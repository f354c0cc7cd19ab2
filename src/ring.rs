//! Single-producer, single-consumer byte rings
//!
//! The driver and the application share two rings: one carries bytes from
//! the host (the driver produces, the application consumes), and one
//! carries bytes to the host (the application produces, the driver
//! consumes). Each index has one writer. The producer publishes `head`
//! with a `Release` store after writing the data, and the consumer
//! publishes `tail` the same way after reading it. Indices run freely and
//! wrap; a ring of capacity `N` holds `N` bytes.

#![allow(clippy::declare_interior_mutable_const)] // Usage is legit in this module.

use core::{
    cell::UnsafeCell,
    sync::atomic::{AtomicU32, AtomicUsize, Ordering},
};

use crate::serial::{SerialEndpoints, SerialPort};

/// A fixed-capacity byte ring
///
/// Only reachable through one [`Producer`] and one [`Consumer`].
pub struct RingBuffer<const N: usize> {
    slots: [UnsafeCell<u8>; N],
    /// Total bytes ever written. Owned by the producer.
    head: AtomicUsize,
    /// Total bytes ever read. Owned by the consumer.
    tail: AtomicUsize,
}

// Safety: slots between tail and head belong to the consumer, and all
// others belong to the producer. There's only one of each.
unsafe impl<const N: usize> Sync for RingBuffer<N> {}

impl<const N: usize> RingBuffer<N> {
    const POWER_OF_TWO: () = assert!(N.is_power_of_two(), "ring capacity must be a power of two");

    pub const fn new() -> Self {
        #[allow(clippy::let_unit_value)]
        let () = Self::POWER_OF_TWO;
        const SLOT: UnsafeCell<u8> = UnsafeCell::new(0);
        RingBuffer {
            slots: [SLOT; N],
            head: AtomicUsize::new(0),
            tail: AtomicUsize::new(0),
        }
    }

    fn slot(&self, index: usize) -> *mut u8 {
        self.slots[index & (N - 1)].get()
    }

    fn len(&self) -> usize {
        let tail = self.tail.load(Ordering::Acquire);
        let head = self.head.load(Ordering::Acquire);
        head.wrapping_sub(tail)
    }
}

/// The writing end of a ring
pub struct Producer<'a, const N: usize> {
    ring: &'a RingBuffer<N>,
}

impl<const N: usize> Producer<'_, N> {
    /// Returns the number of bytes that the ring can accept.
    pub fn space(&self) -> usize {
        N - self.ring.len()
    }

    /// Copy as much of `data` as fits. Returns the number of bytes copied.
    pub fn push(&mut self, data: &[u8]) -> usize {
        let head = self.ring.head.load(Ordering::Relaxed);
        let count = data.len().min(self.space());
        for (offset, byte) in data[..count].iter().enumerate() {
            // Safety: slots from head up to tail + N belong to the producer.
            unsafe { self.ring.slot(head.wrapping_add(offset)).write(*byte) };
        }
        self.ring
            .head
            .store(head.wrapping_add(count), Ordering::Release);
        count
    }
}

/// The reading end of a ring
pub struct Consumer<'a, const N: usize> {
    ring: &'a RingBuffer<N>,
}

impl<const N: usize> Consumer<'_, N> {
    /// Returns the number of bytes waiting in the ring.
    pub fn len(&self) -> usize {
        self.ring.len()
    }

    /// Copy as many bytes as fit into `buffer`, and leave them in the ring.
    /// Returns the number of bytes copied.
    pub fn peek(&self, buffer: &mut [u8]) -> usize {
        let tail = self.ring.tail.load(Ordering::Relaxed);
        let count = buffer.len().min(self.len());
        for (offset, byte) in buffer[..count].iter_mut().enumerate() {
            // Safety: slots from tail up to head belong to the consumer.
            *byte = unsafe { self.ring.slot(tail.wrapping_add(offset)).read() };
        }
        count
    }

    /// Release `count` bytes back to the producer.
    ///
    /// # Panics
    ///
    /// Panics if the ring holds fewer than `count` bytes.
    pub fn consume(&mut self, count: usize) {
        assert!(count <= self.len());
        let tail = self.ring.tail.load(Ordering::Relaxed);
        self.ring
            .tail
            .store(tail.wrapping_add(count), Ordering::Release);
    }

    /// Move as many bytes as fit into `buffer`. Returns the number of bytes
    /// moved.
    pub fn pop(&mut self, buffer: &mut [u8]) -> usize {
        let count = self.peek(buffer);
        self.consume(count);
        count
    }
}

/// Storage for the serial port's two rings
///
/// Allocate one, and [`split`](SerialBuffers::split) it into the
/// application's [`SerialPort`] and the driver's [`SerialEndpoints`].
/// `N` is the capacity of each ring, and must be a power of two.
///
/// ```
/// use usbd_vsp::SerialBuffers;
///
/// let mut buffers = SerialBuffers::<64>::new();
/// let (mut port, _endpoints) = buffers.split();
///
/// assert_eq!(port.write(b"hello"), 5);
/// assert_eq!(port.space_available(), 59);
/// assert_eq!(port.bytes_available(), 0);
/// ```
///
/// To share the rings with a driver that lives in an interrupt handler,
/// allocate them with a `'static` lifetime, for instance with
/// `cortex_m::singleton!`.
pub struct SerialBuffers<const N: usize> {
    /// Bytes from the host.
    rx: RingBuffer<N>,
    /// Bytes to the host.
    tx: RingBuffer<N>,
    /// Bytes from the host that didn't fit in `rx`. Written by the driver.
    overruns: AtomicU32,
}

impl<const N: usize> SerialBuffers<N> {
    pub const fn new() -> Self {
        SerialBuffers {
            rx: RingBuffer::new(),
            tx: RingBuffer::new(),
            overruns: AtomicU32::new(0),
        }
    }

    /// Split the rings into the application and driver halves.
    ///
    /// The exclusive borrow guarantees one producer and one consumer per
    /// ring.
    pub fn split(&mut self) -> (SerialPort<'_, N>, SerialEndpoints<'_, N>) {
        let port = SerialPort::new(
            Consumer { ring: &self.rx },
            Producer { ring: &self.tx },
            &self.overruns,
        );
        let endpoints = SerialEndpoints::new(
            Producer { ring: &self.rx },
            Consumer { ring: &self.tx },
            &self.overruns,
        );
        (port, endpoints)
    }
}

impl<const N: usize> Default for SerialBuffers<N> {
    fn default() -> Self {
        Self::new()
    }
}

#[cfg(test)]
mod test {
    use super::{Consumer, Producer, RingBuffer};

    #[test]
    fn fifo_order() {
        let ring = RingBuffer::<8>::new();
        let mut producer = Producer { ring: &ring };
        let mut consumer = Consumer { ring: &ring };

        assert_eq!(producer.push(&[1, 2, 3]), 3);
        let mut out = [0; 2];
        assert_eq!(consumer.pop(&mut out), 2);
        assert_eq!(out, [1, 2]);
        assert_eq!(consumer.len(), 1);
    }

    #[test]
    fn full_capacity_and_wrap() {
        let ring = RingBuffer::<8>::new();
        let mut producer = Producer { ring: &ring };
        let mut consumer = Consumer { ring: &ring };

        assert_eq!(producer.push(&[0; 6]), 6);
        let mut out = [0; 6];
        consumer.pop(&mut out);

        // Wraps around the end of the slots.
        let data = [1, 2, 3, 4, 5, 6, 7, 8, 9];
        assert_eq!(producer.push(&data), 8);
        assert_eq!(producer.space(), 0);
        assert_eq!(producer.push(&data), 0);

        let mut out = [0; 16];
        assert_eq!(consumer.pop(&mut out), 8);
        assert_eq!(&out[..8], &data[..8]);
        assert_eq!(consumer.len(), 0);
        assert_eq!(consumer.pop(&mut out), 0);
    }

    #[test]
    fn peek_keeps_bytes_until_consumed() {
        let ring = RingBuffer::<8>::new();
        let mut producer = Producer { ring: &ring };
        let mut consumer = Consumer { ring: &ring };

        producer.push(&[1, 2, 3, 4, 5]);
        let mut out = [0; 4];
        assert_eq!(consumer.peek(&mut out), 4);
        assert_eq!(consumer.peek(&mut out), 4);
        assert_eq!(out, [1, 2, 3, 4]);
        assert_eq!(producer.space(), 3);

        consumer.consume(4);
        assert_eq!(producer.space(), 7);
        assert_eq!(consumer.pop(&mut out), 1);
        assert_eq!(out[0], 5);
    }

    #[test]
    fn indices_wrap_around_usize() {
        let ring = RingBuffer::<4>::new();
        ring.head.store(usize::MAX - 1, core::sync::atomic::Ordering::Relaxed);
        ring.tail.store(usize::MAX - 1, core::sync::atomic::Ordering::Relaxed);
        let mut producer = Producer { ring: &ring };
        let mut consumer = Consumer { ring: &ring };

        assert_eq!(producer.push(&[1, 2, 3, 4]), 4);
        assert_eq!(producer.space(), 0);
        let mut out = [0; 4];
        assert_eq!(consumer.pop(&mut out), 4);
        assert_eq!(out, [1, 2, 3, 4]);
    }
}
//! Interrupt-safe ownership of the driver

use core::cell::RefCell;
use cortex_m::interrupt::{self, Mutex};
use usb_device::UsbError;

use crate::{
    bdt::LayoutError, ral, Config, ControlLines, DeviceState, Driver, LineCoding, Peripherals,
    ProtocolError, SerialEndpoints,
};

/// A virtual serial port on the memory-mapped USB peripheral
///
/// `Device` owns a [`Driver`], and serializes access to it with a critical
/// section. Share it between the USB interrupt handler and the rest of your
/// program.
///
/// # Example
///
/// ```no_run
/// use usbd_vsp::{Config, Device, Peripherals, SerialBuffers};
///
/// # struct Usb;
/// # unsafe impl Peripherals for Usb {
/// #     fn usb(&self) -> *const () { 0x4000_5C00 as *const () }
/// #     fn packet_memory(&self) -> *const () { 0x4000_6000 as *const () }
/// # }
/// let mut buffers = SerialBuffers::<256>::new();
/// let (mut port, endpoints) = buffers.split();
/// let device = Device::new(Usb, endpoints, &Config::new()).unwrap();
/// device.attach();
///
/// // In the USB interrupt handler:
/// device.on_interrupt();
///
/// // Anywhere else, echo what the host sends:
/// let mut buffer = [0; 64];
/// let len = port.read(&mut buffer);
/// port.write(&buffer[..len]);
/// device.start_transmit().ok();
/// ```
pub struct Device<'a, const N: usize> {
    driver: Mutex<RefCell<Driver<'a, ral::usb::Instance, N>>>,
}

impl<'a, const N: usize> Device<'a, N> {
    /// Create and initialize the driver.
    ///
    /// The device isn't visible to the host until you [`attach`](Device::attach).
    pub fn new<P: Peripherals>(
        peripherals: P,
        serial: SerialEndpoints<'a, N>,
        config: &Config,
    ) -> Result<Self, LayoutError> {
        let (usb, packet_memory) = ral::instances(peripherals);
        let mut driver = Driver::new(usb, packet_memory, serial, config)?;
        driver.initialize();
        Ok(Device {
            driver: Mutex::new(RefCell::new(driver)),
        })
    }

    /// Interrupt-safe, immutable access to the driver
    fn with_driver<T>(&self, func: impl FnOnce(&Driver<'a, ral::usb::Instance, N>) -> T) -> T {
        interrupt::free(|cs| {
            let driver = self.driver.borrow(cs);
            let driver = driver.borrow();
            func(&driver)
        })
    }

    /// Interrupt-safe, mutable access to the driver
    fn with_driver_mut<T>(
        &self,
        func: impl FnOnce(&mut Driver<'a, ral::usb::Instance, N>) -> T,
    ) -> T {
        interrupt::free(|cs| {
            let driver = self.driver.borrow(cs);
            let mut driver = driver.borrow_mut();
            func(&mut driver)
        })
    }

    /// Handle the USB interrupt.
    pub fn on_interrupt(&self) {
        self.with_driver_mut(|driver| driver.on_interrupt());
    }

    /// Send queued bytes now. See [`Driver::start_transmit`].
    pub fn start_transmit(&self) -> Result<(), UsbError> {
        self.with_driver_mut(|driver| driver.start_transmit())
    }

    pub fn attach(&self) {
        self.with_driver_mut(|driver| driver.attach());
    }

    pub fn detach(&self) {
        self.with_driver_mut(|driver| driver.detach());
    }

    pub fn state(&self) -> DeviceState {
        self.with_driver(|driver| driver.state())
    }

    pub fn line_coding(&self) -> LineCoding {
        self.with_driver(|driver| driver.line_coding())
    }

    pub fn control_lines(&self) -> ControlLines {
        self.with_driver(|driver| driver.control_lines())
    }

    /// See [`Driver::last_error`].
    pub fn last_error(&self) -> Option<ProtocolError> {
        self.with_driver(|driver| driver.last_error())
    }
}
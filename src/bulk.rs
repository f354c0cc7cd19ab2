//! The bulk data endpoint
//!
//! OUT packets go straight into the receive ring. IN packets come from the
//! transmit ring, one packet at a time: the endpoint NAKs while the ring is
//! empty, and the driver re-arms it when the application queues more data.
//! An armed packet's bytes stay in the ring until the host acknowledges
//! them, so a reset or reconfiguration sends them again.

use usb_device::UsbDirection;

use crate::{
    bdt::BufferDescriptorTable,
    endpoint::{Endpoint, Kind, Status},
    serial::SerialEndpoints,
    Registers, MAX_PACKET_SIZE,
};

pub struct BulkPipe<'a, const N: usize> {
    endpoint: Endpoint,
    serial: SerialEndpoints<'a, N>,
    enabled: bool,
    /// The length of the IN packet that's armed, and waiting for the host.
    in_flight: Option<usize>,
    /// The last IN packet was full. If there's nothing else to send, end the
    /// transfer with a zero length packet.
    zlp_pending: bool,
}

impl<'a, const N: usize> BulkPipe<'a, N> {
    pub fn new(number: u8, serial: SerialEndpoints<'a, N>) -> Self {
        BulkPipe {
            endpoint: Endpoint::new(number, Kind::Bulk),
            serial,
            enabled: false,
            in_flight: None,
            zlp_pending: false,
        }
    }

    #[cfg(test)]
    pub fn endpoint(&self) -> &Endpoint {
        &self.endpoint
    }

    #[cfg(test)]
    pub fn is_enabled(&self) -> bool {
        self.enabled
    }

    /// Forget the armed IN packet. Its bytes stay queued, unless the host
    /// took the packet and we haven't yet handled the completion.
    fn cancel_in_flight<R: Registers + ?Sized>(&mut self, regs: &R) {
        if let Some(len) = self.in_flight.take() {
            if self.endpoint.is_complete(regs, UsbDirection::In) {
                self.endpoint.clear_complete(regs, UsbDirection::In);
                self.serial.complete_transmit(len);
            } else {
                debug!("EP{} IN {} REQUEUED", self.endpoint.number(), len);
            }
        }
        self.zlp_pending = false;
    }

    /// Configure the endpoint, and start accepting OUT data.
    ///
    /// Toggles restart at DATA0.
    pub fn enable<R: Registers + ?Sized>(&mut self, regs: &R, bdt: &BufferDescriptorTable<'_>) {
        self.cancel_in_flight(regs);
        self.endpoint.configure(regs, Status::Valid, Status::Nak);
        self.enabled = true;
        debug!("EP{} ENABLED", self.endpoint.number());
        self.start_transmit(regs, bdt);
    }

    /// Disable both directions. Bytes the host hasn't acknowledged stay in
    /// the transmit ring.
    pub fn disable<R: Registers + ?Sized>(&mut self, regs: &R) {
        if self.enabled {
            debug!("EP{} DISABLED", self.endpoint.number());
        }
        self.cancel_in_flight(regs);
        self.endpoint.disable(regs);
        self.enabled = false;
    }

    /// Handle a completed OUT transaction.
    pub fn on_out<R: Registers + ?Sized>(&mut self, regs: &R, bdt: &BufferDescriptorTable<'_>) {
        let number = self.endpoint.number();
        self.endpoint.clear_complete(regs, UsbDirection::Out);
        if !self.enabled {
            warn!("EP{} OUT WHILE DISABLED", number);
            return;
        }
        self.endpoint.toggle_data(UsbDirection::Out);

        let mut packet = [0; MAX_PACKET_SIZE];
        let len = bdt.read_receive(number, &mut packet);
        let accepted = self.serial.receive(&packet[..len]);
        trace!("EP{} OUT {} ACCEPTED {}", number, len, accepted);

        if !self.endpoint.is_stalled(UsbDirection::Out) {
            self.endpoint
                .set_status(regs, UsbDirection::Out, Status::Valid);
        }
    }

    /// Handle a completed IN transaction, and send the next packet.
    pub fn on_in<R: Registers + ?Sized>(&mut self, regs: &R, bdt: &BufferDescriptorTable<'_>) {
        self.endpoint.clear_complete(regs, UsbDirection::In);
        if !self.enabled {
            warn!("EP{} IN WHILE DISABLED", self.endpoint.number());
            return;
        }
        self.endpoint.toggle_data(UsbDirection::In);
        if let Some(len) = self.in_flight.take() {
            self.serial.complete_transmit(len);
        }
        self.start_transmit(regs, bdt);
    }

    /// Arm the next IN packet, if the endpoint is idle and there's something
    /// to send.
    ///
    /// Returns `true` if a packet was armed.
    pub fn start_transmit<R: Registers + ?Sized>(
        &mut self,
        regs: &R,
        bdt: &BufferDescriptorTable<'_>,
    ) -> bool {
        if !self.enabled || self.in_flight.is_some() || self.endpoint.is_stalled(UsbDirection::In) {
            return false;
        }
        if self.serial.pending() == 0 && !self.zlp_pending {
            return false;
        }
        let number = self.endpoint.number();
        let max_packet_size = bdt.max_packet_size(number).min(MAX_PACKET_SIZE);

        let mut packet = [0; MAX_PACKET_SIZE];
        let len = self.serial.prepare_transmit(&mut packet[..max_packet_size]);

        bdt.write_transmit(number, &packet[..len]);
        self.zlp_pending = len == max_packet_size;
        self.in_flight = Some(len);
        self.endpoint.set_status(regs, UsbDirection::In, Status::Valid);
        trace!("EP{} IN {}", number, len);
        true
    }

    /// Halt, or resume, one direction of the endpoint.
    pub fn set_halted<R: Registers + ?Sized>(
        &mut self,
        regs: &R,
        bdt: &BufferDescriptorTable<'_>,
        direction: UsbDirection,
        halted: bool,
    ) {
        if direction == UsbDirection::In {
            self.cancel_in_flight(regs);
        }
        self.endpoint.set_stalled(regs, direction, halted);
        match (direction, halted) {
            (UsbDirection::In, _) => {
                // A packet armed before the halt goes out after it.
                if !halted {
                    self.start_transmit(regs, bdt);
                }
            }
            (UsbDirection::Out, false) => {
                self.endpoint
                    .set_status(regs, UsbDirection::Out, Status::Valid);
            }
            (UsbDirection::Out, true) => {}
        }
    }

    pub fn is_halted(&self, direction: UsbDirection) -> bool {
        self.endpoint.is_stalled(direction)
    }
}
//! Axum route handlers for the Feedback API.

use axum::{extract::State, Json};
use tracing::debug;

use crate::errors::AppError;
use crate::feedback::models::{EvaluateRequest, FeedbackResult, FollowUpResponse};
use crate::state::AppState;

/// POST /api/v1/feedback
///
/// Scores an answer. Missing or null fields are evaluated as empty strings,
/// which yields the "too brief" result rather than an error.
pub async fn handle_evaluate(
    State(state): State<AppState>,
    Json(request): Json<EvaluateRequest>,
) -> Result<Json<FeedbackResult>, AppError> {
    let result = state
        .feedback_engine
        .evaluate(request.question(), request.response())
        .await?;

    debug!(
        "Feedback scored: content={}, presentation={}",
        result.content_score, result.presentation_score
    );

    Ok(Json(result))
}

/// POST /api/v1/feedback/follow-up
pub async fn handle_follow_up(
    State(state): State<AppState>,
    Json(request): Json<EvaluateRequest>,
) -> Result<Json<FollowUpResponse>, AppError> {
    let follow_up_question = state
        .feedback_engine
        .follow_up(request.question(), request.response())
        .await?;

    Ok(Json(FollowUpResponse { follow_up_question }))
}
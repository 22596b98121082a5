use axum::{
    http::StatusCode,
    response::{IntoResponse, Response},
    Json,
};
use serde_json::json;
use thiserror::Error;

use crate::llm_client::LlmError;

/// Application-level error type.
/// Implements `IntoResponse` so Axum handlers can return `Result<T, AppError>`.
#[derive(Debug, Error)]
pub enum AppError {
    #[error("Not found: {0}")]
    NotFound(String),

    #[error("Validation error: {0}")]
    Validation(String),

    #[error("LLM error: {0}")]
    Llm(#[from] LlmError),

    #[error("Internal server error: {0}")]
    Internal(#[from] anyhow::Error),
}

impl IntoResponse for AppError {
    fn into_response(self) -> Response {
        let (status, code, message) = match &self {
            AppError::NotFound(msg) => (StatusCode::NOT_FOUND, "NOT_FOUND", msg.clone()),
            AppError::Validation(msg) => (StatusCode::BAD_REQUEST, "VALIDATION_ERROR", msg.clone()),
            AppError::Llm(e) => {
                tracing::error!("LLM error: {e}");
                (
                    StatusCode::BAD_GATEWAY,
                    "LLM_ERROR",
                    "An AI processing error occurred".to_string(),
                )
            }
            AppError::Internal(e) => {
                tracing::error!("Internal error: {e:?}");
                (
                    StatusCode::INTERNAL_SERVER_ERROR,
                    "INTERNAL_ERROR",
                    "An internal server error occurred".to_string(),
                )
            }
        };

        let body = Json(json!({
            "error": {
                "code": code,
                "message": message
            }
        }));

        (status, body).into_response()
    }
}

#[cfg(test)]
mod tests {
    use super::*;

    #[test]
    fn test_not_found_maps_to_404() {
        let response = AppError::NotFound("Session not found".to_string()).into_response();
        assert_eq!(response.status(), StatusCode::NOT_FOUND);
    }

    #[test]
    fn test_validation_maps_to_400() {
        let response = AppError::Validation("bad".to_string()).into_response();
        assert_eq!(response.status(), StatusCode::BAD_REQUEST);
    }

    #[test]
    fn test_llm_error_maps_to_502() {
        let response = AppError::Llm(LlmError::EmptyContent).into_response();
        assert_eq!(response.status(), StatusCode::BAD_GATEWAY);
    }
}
■ ■ ■
[REQUIRED WORK]: Return exactly the leading lines of the listing, stopping after the line in which "consumes), and one" occurs.

[WORKED SOLUTION]:
repository f354c0cc7cd19ab2
filename src/ring.rs
//! Single-producer, single-consumer byte rings
//!
//! The driver and the application share two rings: one carries bytes from
//! the host (the driver produces, the application consumes), and one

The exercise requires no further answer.